**Task instructions**
Some of the lines below need repeating. Reproduce exactly those between the lines holding "use slotmap::new_key_type;" and "usage |= wgpu::BufferUsages::COPY_SRC;", inclusive.

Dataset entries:
--------

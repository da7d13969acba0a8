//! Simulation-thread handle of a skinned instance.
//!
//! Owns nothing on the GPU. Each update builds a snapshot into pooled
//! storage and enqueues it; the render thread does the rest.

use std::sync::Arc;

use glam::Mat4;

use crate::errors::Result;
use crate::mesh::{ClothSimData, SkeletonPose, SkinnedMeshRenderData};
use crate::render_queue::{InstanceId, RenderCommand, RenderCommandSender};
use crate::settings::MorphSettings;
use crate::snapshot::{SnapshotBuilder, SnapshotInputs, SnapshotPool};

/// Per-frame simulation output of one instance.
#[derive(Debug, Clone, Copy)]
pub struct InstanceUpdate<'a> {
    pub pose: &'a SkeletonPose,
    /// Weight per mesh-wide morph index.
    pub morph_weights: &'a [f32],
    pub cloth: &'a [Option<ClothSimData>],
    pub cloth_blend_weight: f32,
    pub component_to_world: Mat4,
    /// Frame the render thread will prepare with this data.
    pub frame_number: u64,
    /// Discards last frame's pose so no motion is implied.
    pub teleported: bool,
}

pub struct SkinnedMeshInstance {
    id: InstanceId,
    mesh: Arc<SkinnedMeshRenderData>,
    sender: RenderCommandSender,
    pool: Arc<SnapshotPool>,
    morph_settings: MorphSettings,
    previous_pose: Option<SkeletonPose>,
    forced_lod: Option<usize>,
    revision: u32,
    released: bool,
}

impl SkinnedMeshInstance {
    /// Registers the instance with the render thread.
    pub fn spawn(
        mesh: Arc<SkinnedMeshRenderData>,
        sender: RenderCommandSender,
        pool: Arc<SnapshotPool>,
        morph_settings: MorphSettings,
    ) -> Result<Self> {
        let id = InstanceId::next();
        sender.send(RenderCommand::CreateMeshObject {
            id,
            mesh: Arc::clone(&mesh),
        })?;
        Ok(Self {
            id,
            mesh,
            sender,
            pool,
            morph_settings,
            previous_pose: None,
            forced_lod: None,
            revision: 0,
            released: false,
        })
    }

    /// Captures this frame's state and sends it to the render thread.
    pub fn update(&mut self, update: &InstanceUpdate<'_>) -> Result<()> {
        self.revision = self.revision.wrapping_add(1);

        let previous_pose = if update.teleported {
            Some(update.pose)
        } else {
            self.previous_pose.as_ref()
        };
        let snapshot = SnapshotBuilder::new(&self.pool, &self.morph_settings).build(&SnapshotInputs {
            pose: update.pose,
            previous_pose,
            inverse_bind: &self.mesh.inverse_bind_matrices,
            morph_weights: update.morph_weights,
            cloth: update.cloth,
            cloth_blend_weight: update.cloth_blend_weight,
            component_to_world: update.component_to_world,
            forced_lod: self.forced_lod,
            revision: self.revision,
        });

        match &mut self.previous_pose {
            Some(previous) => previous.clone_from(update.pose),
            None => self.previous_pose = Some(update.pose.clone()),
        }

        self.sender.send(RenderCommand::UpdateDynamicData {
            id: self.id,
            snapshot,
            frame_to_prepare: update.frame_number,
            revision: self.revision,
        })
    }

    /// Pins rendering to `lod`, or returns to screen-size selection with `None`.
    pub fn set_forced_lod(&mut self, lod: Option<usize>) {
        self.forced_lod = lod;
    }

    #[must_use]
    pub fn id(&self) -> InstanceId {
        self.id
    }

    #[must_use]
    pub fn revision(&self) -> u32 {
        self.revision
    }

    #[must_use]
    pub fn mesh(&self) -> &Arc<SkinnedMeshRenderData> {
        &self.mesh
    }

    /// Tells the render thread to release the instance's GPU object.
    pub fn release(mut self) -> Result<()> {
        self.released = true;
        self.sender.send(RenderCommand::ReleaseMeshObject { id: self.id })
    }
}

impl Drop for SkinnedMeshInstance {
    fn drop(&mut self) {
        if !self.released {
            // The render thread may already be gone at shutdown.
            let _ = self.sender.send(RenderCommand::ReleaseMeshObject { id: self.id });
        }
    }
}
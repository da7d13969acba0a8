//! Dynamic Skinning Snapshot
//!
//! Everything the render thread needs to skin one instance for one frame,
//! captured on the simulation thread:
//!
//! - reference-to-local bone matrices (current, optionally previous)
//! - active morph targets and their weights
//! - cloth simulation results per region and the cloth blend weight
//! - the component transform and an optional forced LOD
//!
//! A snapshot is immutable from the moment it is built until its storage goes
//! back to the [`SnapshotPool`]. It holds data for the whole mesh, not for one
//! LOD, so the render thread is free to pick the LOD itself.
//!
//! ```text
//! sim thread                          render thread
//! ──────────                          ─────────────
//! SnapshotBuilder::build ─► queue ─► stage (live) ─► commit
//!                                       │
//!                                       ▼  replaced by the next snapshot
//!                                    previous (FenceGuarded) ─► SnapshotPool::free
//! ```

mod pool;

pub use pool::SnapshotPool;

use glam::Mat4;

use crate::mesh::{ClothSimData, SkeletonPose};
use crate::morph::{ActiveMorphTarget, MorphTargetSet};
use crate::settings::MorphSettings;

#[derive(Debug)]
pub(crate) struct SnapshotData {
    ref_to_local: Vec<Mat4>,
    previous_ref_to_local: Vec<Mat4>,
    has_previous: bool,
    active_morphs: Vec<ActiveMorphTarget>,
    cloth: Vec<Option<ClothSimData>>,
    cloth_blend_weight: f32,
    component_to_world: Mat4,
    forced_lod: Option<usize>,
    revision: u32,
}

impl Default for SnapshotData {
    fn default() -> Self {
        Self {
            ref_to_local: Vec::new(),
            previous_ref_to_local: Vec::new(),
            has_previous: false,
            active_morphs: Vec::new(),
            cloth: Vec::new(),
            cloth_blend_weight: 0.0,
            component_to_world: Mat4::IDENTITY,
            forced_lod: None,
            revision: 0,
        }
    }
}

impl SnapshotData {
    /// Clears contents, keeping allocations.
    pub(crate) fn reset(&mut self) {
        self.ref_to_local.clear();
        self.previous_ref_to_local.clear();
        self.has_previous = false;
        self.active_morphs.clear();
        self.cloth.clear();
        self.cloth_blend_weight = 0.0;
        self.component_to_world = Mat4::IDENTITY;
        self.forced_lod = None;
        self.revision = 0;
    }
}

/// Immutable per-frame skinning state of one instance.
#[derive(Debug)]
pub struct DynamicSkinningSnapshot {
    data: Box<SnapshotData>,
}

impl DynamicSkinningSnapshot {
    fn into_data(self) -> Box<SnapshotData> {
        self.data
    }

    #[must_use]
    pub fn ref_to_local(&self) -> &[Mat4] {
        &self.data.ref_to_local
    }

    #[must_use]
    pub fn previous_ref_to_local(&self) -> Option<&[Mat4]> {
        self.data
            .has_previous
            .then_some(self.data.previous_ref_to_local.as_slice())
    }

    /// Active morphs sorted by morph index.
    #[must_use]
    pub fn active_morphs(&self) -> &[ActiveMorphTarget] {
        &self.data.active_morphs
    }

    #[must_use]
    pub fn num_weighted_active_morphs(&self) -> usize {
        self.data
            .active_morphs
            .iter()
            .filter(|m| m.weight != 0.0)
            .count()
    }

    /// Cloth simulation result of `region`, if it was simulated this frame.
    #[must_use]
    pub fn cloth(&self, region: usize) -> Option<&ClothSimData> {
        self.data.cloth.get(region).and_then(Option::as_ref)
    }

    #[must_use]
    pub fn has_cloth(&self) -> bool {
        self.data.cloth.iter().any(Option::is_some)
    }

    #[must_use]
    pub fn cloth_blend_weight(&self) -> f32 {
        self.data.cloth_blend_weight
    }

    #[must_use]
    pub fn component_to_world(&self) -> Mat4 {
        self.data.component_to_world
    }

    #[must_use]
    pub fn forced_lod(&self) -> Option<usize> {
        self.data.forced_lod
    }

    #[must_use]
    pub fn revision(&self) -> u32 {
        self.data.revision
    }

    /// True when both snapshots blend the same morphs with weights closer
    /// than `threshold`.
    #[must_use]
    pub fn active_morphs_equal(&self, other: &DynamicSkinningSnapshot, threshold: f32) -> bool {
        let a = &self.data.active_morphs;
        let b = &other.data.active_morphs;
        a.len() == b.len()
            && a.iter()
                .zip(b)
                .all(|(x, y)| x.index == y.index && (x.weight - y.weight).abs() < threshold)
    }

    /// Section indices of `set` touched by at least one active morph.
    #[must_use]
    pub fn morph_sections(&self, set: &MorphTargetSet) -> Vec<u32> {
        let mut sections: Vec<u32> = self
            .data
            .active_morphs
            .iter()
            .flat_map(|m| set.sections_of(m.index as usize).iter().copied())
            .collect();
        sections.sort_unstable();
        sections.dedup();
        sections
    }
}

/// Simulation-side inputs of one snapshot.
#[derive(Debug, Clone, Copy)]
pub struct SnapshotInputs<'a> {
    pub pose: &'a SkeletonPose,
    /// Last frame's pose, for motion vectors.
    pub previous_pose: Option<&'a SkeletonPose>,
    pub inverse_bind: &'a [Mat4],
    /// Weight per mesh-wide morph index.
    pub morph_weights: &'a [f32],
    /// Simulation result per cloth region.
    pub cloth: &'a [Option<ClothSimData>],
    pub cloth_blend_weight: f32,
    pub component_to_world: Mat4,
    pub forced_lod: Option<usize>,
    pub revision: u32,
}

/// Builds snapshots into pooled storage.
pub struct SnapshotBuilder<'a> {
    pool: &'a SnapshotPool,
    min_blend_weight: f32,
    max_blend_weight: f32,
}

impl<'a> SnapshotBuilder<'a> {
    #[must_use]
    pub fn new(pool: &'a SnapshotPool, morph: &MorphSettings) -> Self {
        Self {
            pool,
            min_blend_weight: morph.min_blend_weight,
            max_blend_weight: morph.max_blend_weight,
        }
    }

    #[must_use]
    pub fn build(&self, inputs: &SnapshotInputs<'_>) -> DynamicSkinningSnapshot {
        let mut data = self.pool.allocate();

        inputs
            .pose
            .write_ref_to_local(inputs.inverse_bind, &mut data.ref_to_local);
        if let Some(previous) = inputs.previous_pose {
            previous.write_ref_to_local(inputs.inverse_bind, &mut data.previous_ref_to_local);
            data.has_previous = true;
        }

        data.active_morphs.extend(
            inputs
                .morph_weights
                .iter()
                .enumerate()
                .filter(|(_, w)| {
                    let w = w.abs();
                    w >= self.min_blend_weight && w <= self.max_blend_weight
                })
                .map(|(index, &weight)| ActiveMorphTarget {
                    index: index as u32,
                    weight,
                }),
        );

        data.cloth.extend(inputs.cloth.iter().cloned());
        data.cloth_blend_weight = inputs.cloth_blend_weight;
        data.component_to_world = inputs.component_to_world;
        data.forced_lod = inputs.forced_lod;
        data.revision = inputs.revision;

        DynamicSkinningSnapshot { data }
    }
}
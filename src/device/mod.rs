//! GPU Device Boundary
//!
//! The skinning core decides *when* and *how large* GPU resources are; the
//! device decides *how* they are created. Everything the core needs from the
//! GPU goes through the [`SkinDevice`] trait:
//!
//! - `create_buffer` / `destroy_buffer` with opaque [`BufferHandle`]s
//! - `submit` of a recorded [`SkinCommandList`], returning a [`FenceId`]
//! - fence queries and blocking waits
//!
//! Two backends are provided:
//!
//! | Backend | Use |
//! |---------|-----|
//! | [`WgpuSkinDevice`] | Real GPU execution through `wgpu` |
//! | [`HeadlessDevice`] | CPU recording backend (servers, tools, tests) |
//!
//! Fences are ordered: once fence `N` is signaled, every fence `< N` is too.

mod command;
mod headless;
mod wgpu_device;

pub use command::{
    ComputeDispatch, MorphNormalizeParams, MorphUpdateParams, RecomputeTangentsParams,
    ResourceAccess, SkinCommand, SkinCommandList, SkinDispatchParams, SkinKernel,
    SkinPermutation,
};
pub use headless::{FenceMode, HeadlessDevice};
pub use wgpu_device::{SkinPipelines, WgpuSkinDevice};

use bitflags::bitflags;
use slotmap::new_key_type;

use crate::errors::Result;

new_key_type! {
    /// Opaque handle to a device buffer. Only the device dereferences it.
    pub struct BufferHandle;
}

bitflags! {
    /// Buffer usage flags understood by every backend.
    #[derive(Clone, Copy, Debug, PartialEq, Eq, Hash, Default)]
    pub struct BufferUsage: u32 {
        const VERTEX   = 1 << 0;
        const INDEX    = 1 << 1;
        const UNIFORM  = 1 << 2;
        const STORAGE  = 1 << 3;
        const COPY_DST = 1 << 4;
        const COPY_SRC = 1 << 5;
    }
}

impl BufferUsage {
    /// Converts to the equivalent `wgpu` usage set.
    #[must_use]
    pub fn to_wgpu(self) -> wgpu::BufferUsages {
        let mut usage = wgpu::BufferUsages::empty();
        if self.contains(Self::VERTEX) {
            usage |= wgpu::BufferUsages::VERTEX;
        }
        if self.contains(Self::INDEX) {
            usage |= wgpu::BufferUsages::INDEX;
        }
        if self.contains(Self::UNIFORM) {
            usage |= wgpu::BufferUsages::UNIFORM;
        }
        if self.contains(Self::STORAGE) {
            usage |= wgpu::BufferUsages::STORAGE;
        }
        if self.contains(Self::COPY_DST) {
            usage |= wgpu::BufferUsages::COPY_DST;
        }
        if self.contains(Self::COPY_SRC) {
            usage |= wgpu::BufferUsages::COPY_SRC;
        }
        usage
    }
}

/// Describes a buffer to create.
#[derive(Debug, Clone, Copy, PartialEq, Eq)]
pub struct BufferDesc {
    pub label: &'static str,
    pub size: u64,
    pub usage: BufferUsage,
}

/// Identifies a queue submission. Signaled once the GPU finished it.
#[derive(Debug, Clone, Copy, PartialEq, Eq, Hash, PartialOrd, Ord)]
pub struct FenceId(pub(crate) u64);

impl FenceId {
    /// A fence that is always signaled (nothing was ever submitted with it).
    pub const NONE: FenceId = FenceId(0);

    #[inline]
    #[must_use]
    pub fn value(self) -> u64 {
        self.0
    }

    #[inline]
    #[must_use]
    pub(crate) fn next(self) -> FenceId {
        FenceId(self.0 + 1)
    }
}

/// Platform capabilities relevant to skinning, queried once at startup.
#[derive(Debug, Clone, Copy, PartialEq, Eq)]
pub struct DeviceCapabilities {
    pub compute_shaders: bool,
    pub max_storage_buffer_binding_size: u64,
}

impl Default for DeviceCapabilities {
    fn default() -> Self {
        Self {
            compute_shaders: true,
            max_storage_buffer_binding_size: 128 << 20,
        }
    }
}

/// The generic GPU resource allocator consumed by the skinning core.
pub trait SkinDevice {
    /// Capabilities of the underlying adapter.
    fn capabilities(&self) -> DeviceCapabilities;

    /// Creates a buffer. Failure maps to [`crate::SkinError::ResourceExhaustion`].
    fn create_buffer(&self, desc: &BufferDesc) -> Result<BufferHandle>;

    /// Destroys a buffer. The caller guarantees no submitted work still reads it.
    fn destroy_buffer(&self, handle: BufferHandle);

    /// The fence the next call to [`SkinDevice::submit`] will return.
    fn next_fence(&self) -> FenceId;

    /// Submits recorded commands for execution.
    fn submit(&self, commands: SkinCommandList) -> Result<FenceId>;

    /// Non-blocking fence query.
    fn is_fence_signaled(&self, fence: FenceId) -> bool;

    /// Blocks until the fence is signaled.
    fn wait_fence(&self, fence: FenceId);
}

--------

**Answer to the problem**
use slotmap::new_key_type;

use crate::errors::Result;

new_key_type! {
    /// Opaque handle to a device buffer. Only the device dereferences it.
    pub struct BufferHandle;
}

bitflags! {
    /// Buffer usage flags understood by every backend.
    #[derive(Clone, Copy, Debug, PartialEq, Eq, Hash, Default)]
    pub struct BufferUsage: u32 {
        const VERTEX   = 1 << 0;
        const INDEX    = 1 << 1;
        const UNIFORM  = 1 << 2;
        const STORAGE  = 1 << 3;
        const COPY_DST = 1 << 4;
        const COPY_SRC = 1 << 5;
    }
}

impl BufferUsage {
    /// Converts to the equivalent `wgpu` usage set.
    #[must_use]
    pub fn to_wgpu(self) -> wgpu::BufferUsages {
        let mut usage = wgpu::BufferUsages::empty();
        if self.contains(Self::VERTEX) {
            usage |= wgpu::BufferUsages::VERTEX;
        }
        if self.contains(Self::INDEX) {
            usage |= wgpu::BufferUsages::INDEX;
        }
        if self.contains(Self::UNIFORM) {
            usage |= wgpu::BufferUsages::UNIFORM;
        }
        if self.contains(Self::STORAGE) {
            usage |= wgpu::BufferUsages::STORAGE;
        }
        if self.contains(Self::COPY_DST) {
            usage |= wgpu::BufferUsages::COPY_DST;
        }
        if self.contains(Self::COPY_SRC) {
            usage |= wgpu::BufferUsages::COPY_SRC;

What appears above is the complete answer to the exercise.